Task prompt
From top to bottom, each entry below must be reproduced exactly.

[[ Supplied records, beginning ]]

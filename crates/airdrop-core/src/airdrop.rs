use alloy_primitives::{Address, U256};

use crate::eip712::{ClaimAuthorizer, Eip712Domain, Signature};
use crate::error::{AirdropError, ClaimError, TransferError};
use crate::hash::{Hash, ZERO_HASH};
use crate::ledger::ClaimLedger;
use crate::merkle;
use crate::token::TokenLedger;

/// Emitted for every successful claim, for off-chain indexers.
#[derive(Clone, Debug, PartialEq, Eq)]
pub struct ClaimEvent {
    pub account: Address,
    pub amount: U256,
}

/// One airdrop round: a fixed whitelist commitment paying out of `token`.
///
/// The root, token and signing domain are fixed at construction. A new
/// whitelist needs a new instance.
#[derive(Debug)]
pub struct MerkleAirdrop<T> {
    merkle_root: Hash,
    token: T,
    authorizer: ClaimAuthorizer,
    ledger: ClaimLedger,
    events: Vec<ClaimEvent>,
}

impl<T> MerkleAirdrop<T> {
    /// Rewraps the token, keeping every other piece of state.
    pub(crate) fn map_token<U>(self, f: impl FnOnce(T) -> U) -> MerkleAirdrop<U> {
        MerkleAirdrop {
            merkle_root: self.merkle_root,
            token: f(self.token),
            authorizer: self.authorizer,
            ledger: self.ledger,
            events: self.events,
        }
    }
}

impl<T: TokenLedger> MerkleAirdrop<T> {
    /// Creates an airdrop over `merkle_root`, paying out of `token`.
    ///
    /// # Errors
    /// Returns [`AirdropError::ZeroRoot`] for an all-zero root.
    pub fn new(merkle_root: Hash, token: T, domain: Eip712Domain) -> Result<Self, AirdropError> {
        if merkle_root == ZERO_HASH {
            return Err(AirdropError::ZeroRoot);
        }

        log::info!(
            "airdrop created: root=0x{}, chain_id={}, contract={}",
            hex::encode(merkle_root),
            domain.chain_id,
            domain.verifying_contract
        );

        Ok(Self {
            merkle_root,
            token,
            authorizer: ClaimAuthorizer::new(domain),
            ledger: ClaimLedger::new(),
            events: Vec::new(),
        })
    }

    /// Pays `amount` to `account` if the claim is whitelisted, signed by
    /// `account` and not yet paid.
    ///
    /// Anyone may submit the call; authorization comes from `signature`
    /// alone. The claim is recorded before the transfer is attempted, and
    /// a refused transfer undoes the record and the event.
    ///
    /// # Errors
    /// Checks run in order and stop at the first failure:
    /// [`ClaimError::AlreadyClaimed`], [`ClaimError::InvalidProof`],
    /// [`ClaimError::InvalidSignature`], then [`ClaimError::TransferFailed`].
    pub fn claim(
        &mut self,
        account: Address,
        amount: U256,
        proof: &[Hash],
        signature: &Signature,
    ) -> Result<(), ClaimError> {
        self.commit_claim(account, amount, proof, signature)?;

        if let Err(e) = self.token.transfer(&account, amount) {
            return Err(self.rollback_claim(&account, e));
        }

        log::info!("claim: {} received {}", account, amount);
        Ok(())
    }

    /// Runs the checks, then records the claim and its event. The transfer
    /// is left to the caller.
    pub(crate) fn commit_claim(
        &mut self,
        account: Address,
        amount: U256,
        proof: &[Hash],
        signature: &Signature,
    ) -> Result<(), ClaimError> {
        if let Err(e) = self.validate_claim(&account, &amount, proof, signature) {
            log::debug!("claim by {} for {} rejected: {}", account, amount, e);
            return Err(e);
        }

        self.ledger.record_claim(account);
        self.events.push(ClaimEvent { account, amount });
        Ok(())
    }

    /// Undoes a committed claim whose transfer was refused.
    pub(crate) fn rollback_claim(&mut self, account: &Address, cause: TransferError) -> ClaimError {
        if let Some(pos) = self.events.iter().rposition(|e| e.account == *account) {
            self.events.remove(pos);
        }
        self.ledger.revert_claim(account);
        log::warn!("claim by {} rolled back: {}", account, cause);
        ClaimError::TransferFailed(cause)
    }

    /// Runs every check `claim` performs without changing any state.
    pub fn validate_claim(
        &self,
        account: &Address,
        amount: &U256,
        proof: &[Hash],
        signature: &Signature,
    ) -> Result<(), ClaimError> {
        if self.ledger.has_claimed(account) {
            return Err(ClaimError::AlreadyClaimed);
        }

        let leaf = merkle::leaf_hash(account, amount);
        if !merkle::verify(&leaf, proof, &self.merkle_root) {
            return Err(ClaimError::InvalidProof);
        }

        if !self.authorizer.authorize(account, amount, signature) {
            return Err(ClaimError::InvalidSignature);
        }

        Ok(())
    }

    pub fn merkle_root(&self) -> Hash {
        self.merkle_root
    }

    pub fn airdrop_token(&self) -> &T {
        &self.token
    }

    pub fn has_claimed(&self, account: &Address) -> bool {
        self.ledger.has_claimed(account)
    }

    pub fn claimers(&self) -> &[Address] {
        self.ledger.claimers()
    }

    /// The typed-data digest `account` must sign to claim `amount`.
    pub fn message_hash(&self, account: &Address, amount: &U256) -> Hash {
        self.authorizer.digest(account, amount)
    }

    pub fn domain(&self) -> &Eip712Domain {
        self.authorizer.domain()
    }

    /// Claim events in emission order.
    pub fn events(&self) -> &[ClaimEvent] {
        &self.events
    }
}

#[cfg(test)]
mod tests {
    use k256::ecdsa::SigningKey;

    use super::*;
    use crate::eip712::{address_of, sign_digest};
    use crate::token::InMemoryToken;

    const HOLDER: Address = Address::new([0xAAu8; 20]);

    fn setup(amount: u64) -> (MerkleAirdrop<InMemoryToken>, SigningKey, Address) {
        let key = SigningKey::from_slice(&[1u8; 32]).unwrap();
        let account = address_of(key.verifying_key());
        let root = merkle::leaf_hash(&account, &U256::from(amount));

        let mut token = InMemoryToken::new(HOLDER);
        token.mint(HOLDER, U256::from(100u64)).unwrap();
        let airdrop = MerkleAirdrop::new(root, token, Eip712Domain::new(1, HOLDER)).unwrap();
        (airdrop, key, account)
    }

    #[test]
    fn test_zero_root_rejected() {
        let token = InMemoryToken::new(HOLDER);
        let result = MerkleAirdrop::new(ZERO_HASH, token, Eip712Domain::new(1, HOLDER));
        assert_eq!(result.unwrap_err(), AirdropError::ZeroRoot);
    }

    #[test]
    fn test_single_entry_claim() {
        let (mut airdrop, key, account) = setup(25);
        let amount = U256::from(25u64);
        let signature = sign_digest(&key, &airdrop.message_hash(&account, &amount)).unwrap();

        airdrop.claim(account, amount, &[], &signature).unwrap();

        assert!(airdrop.has_claimed(&account));
        assert_eq!(airdrop.claimers(), &[account]);
        assert_eq!(airdrop.airdrop_token().balance_of(&account), amount);
        assert_eq!(airdrop.events(), &[ClaimEvent { account, amount }]);
    }

    #[test]
    fn test_validate_claim_has_no_side_effects() {
        let (airdrop, key, account) = setup(25);
        let amount = U256::from(25u64);
        let signature = sign_digest(&key, &airdrop.message_hash(&account, &amount)).unwrap();

        airdrop
            .validate_claim(&account, &amount, &[], &signature)
            .unwrap();
        assert!(!airdrop.has_claimed(&account));
        assert!(airdrop.events().is_empty());
    }

    #[test]
    fn test_insufficient_funds_rolls_back() {
        let (mut airdrop, key, account) = setup(500);
        let amount = U256::from(500u64);
        let signature = sign_digest(&key, &airdrop.message_hash(&account, &amount)).unwrap();

        let err = airdrop.claim(account, amount, &[], &signature).unwrap_err();
        assert!(matches!(
            err,
            ClaimError::TransferFailed(TransferError::InsufficientBalance { .. })
        ));
        assert!(!airdrop.has_claimed(&account));
        assert!(airdrop.claimers().is_empty());
        assert!(airdrop.events().is_empty());
        assert_eq!(airdrop.airdrop_token().balance_of(&HOLDER), U256::from(100u64));
    }
}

[[ Supplied records, end ]]

Reply
filename crates/airdrop-core/src/airdrop.rs
use alloy_primitives::{Address, U256};

use crate::eip712::{ClaimAuthorizer, Eip712Domain, Signature};
use crate::error::{AirdropError, ClaimError, TransferError};
use crate::hash::{Hash, ZERO_HASH};
use crate::ledger::ClaimLedger;
use crate::merkle;
use crate::token::TokenLedger;

/// Emitted for every successful claim, for off-chain indexers.
#[derive(Clone, Debug, PartialEq, Eq)]
pub struct ClaimEvent {
    pub account: Address,
    pub amount: U256,
}

/// One airdrop round: a fixed whitelist commitment paying out of `token`.
///
/// The root, token and signing domain are fixed at construction. A new
/// whitelist needs a new instance.
#[derive(Debug)]
pub struct MerkleAirdrop<T> {
    merkle_root: Hash,
    token: T,
    authorizer: ClaimAuthorizer,
    ledger: ClaimLedger,
    events: Vec<ClaimEvent>,
}

impl<T> MerkleAirdrop<T> {
    /// Rewraps the token, keeping every other piece of state.
    pub(crate) fn map_token<U>(self, f: impl FnOnce(T) -> U) -> MerkleAirdrop<U> {
        MerkleAirdrop {
            merkle_root: self.merkle_root,
            token: f(self.token),
            authorizer: self.authorizer,
            ledger: self.ledger,
            events: self.events,
        }
    }
}

impl<T: TokenLedger> MerkleAirdrop<T> {
    /// Creates an airdrop over `merkle_root`, paying out of `token`.
    ///
    /// # Errors
    /// Returns [`AirdropError::ZeroRoot`] for an all-zero root.
    pub fn new(merkle_root: Hash, token: T, domain: Eip712Domain) -> Result<Self, AirdropError> {
        if merkle_root == ZERO_HASH {
            return Err(AirdropError::ZeroRoot);
        }

        log::info!(
            "airdrop created: root=0x{}, chain_id={}, contract={}",
            hex::encode(merkle_root),
            domain.chain_id,
            domain.verifying_contract
        );

        Ok(Self {
            merkle_root,
            token,
            authorizer: ClaimAuthorizer::new(domain),
            ledger: ClaimLedger::new(),
            events: Vec::new(),
        })
    }

    /// Pays `amount` to `account` if the claim is whitelisted, signed by
    /// `account` and not yet paid.
    ///
    /// Anyone may submit the call; authorization comes from `signature`
    /// alone. The claim is recorded before the transfer is attempted, and
    /// a refused transfer undoes the record and the event.
    ///
    /// # Errors
    /// Checks run in order and stop at the first failure:
    /// [`ClaimError::AlreadyClaimed`], [`ClaimError::InvalidProof`],
    /// [`ClaimError::InvalidSignature`], then [`ClaimError::TransferFailed`].
    pub fn claim(
        &mut self,
        account: Address,
        amount: U256,
        proof: &[Hash],
        signature: &Signature,
    ) -> Result<(), ClaimError> {
        self.commit_claim(account, amount, proof, signature)?;

        if let Err(e) = self.token.transfer(&account, amount) {
            return Err(self.rollback_claim(&account, e));
        }

        log::info!("claim: {} received {}", account, amount);
        Ok(())
    }

    /// Runs the checks, then records the claim and its event. The transfer
    /// is left to the caller.
    pub(crate) fn commit_claim(
        &mut self,
        account: Address,
        amount: U256,
        proof: &[Hash],
        signature: &Signature,
    ) -> Result<(), ClaimError> {
        if let Err(e) = self.validate_claim(&account, &amount, proof, signature) {
            log::debug!("claim by {} for {} rejected: {}", account, amount, e);
            return Err(e);
        }

        self.ledger.record_claim(account);
        self.events.push(ClaimEvent { account, amount });
        Ok(())
    }

    /// Undoes a committed claim whose transfer was refused.
    pub(crate) fn rollback_claim(&mut self, account: &Address, cause: TransferError) -> ClaimError {
        if let Some(pos) = self.events.iter().rposition(|e| e.account == *account) {
            self.events.remove(pos);
        }
        self.ledger.revert_claim(account);
        log::warn!("claim by {} rolled back: {}", account, cause);
        ClaimError::TransferFailed(cause)
    }

    /// Runs every check `claim` performs without changing any state.
    pub fn validate_claim(
        &self,
        account: &Address,
        amount: &U256,
        proof: &[Hash],
        signature: &Signature,
    ) -> Result<(), ClaimError> {
        if self.ledger.has_claimed(account) {
            return Err(ClaimError::AlreadyClaimed);
        }

        let leaf = merkle::leaf_hash(account, amount);
        if !merkle::verify(&leaf, proof, &self.merkle_root) {
            return Err(ClaimError::InvalidProof);
        }

        if !self.authorizer.authorize(account, amount, signature) {
            return Err(ClaimError::InvalidSignature);
        }

        Ok(())
    }

    pub fn merkle_root(&self) -> Hash {
        self.merkle_root
    }

    pub fn airdrop_token(&self) -> &T {
        &self.token
    }

    pub fn has_claimed(&self, account: &Address) -> bool {
        self.ledger.has_claimed(account)
    }

    pub fn claimers(&self) -> &[Address] {
        self.ledger.claimers()
    }

    /// The typed-data digest `account` must sign to claim `amount`.
    pub fn message_hash(&self, account: &Address, amount: &U256) -> Hash {
        self.authorizer.digest(account, amount)
    }

    pub fn domain(&self) -> &Eip712Domain {
        self.authorizer.domain()
    }

    /// Claim events in emission order.
    pub fn events(&self) -> &[ClaimEvent] {
        &self.events
    }
}

#[cfg(test)]
mod tests {
    use k256::ecdsa::SigningKey;

    use super::*;
    use crate::eip712::{address_of, sign_digest};
    use crate::token::InMemoryToken;

    const HOLDER: Address = Address::new([0xAAu8; 20]);

    fn setup(amount: u64) -> (MerkleAirdrop<InMemoryToken>, SigningKey, Address) {
        let key = SigningKey::from_slice(&[1u8; 32]).unwrap();
        let account = address_of(key.verifying_key());
        let root = merkle::leaf_hash(&account, &U256::from(amount));

        let mut token = InMemoryToken::new(HOLDER);
        token.mint(HOLDER, U256::from(100u64)).unwrap();
        let airdrop = MerkleAirdrop::new(root, token, Eip712Domain::new(1, HOLDER)).unwrap();
        (airdrop, key, account)
    }

    #[test]
    fn test_zero_root_rejected() {
        let token = InMemoryToken::new(HOLDER);
        let result = MerkleAirdrop::new(ZERO_HASH, token, Eip712Domain::new(1, HOLDER));
        assert_eq!(result.unwrap_err(), AirdropError::ZeroRoot);
    }

    #[test]
    fn test_single_entry_claim() {
        let (mut airdrop, key, account) = setup(25);
        let amount = U256::from(25u64);
        let signature = sign_digest(&key, &airdrop.message_hash(&account, &amount)).unwrap();

        airdrop.claim(account, amount, &[], &signature).unwrap();

        assert!(airdrop.has_claimed(&account));
        assert_eq!(airdrop.claimers(), &[account]);
        assert_eq!(airdrop.airdrop_token().balance_of(&account), amount);
        assert_eq!(airdrop.events(), &[ClaimEvent { account, amount }]);
    }

    #[test]
    fn test_validate_claim_has_no_side_effects() {
        let (airdrop, key, account) = setup(25);
        let amount = U256::from(25u64);
        let signature = sign_digest(&key, &airdrop.message_hash(&account, &amount)).unwrap();

        airdrop
            .validate_claim(&account, &amount, &[], &signature)
            .unwrap();
        assert!(!airdrop.has_claimed(&account));
        assert!(airdrop.events().is_empty());
    }

    #[test]
    fn test_insufficient_funds_rolls_back() {
        let (mut airdrop, key, account) = setup(500);
        let amount = U256::from(500u64);
        let signature = sign_digest(&key, &airdrop.message_hash(&account, &amount)).unwrap();

        let err = airdrop.claim(account, amount, &[], &signature).unwrap_err();
        assert!(matches!(
            err,
            ClaimError::TransferFailed(TransferError::InsufficientBalance { .. })
        ));
        assert!(!airdrop.has_claimed(&account));
        assert!(airdrop.claimers().is_empty());
        assert!(airdrop.events().is_empty());
        assert_eq!(airdrop.airdrop_token().balance_of(&HOLDER), U256::from(100u64));
    }
}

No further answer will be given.